Exercise:
Which lines in the records below contain the word "collections"? Return each of them.

Data in this exercise:
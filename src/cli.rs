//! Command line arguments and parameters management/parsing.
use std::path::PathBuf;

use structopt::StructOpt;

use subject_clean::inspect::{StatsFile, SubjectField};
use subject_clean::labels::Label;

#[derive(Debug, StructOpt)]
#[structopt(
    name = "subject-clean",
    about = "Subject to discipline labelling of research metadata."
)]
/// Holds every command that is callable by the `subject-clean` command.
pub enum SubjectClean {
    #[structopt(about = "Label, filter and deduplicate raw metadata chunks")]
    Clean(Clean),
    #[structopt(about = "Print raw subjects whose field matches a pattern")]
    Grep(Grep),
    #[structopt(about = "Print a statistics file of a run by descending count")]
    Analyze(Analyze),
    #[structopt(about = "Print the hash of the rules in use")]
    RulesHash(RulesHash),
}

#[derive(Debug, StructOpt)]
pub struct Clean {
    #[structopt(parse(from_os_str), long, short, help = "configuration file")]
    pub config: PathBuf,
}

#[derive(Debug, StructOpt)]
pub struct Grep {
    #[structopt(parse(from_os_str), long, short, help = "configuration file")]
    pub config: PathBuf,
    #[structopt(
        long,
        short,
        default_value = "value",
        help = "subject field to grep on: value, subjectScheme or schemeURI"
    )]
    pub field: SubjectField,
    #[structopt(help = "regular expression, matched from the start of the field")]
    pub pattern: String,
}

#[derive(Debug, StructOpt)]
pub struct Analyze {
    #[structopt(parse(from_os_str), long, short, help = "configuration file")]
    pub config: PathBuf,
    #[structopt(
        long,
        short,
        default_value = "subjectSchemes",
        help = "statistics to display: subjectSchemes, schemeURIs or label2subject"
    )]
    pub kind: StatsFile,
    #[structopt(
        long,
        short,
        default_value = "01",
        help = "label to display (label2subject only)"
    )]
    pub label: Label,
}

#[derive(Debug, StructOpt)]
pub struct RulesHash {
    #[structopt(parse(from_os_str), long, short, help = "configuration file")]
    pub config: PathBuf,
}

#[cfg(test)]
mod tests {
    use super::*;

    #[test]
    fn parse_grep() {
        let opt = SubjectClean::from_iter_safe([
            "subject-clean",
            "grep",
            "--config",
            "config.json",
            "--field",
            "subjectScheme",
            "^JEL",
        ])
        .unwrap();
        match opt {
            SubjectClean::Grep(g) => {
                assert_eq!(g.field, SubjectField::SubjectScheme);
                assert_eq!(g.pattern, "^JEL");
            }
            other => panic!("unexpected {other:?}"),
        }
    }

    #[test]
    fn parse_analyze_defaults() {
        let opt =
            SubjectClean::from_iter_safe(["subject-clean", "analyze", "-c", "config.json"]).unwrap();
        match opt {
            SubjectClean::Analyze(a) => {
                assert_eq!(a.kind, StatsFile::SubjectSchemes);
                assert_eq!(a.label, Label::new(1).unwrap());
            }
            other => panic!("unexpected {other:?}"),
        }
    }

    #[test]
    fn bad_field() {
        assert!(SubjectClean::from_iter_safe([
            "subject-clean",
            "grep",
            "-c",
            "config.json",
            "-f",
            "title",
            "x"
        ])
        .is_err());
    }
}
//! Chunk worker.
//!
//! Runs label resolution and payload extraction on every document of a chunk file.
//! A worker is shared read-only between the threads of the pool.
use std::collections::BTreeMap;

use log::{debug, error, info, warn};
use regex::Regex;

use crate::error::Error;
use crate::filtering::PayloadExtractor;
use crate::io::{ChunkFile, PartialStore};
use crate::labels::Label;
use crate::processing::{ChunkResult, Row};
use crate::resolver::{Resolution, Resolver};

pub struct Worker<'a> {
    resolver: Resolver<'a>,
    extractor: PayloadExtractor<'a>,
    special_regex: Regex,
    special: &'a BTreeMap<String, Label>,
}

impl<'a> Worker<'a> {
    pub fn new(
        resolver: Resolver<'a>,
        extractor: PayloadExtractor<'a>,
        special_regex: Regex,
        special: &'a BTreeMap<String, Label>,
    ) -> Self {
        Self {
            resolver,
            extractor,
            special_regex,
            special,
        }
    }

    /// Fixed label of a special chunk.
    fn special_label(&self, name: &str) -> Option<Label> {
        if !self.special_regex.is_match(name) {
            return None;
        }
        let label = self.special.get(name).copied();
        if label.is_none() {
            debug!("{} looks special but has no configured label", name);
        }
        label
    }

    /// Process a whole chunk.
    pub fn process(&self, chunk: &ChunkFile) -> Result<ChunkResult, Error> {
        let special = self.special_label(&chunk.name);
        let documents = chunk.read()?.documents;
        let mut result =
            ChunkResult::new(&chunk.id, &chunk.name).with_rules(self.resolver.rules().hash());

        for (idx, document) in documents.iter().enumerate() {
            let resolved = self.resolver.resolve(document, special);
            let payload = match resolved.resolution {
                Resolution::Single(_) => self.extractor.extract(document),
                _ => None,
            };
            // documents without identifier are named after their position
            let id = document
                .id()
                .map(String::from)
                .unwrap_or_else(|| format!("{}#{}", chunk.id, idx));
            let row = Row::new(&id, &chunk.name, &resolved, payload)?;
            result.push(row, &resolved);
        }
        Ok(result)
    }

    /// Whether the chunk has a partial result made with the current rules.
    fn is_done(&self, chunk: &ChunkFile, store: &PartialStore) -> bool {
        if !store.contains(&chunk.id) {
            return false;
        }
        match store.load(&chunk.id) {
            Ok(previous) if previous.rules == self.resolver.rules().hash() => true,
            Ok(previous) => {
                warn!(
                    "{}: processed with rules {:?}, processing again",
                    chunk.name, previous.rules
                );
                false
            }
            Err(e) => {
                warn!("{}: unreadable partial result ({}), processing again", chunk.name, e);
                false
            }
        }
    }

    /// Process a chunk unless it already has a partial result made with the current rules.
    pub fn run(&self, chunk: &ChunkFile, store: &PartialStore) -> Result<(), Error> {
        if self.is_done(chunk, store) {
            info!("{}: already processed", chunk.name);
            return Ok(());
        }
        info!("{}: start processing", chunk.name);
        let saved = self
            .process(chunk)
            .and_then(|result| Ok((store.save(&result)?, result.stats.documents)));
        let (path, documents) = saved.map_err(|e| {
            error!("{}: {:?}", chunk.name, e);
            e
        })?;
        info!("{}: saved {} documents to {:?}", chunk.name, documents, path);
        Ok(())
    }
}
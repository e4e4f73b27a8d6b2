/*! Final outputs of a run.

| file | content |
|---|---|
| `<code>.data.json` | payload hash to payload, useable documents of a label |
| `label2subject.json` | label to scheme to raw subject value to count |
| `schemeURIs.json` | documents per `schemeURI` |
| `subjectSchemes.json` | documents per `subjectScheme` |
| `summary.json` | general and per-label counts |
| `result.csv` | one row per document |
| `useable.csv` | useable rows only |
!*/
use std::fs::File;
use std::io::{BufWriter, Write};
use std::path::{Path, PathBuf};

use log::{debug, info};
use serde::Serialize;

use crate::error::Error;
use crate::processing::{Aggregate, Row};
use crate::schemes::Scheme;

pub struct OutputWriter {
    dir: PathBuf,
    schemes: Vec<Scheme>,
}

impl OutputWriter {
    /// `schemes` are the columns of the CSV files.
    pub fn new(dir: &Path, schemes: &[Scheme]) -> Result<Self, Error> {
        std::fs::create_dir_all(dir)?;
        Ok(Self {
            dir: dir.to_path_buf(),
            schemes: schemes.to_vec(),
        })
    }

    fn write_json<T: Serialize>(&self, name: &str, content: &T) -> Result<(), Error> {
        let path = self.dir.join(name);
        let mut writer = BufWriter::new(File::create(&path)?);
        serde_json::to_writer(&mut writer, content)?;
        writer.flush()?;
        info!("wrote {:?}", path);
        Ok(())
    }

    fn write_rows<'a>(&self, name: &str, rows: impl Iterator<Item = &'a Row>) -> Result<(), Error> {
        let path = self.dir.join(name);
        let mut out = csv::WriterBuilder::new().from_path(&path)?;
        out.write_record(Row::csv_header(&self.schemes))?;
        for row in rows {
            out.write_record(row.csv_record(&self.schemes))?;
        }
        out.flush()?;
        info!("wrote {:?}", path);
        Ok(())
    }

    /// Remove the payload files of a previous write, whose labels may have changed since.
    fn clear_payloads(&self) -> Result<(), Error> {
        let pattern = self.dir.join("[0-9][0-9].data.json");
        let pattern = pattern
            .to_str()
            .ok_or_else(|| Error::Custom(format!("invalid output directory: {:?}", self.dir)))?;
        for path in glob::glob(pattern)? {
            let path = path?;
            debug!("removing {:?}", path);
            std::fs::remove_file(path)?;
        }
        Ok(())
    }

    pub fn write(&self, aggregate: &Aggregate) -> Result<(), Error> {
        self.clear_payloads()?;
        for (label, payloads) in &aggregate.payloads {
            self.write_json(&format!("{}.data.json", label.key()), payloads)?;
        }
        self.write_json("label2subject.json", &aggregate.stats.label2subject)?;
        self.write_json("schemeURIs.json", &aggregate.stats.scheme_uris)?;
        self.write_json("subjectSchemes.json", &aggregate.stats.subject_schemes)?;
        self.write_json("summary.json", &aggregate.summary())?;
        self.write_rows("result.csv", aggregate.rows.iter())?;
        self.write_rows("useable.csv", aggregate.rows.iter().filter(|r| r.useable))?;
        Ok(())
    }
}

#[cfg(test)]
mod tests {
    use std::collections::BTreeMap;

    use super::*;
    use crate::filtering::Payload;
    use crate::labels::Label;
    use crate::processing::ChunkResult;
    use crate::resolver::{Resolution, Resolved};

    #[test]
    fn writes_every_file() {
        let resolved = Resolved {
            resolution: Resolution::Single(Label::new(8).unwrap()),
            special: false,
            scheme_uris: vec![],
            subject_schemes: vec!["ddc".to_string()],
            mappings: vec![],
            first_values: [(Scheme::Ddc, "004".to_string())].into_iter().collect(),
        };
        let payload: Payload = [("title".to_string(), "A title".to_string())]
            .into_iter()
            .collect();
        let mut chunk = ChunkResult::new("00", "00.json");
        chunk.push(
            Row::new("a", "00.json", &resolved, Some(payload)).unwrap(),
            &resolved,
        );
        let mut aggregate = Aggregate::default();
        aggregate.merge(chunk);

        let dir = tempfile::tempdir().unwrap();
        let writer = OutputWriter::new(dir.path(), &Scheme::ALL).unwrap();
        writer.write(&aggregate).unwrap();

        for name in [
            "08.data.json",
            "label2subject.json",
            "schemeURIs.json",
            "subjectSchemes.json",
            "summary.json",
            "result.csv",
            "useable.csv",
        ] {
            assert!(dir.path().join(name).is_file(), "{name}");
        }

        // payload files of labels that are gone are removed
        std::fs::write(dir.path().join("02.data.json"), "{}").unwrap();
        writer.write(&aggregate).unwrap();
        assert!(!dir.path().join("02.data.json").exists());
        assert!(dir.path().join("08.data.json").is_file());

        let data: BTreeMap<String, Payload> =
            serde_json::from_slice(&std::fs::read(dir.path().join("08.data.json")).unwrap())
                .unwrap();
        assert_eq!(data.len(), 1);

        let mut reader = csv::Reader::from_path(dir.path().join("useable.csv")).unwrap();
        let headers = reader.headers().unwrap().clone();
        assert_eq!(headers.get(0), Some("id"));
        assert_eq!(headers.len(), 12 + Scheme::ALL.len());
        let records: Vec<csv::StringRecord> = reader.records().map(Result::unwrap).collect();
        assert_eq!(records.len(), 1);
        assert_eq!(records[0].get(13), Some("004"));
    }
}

Your solution:
use std::collections::BTreeMap;
    use std::collections::BTreeMap;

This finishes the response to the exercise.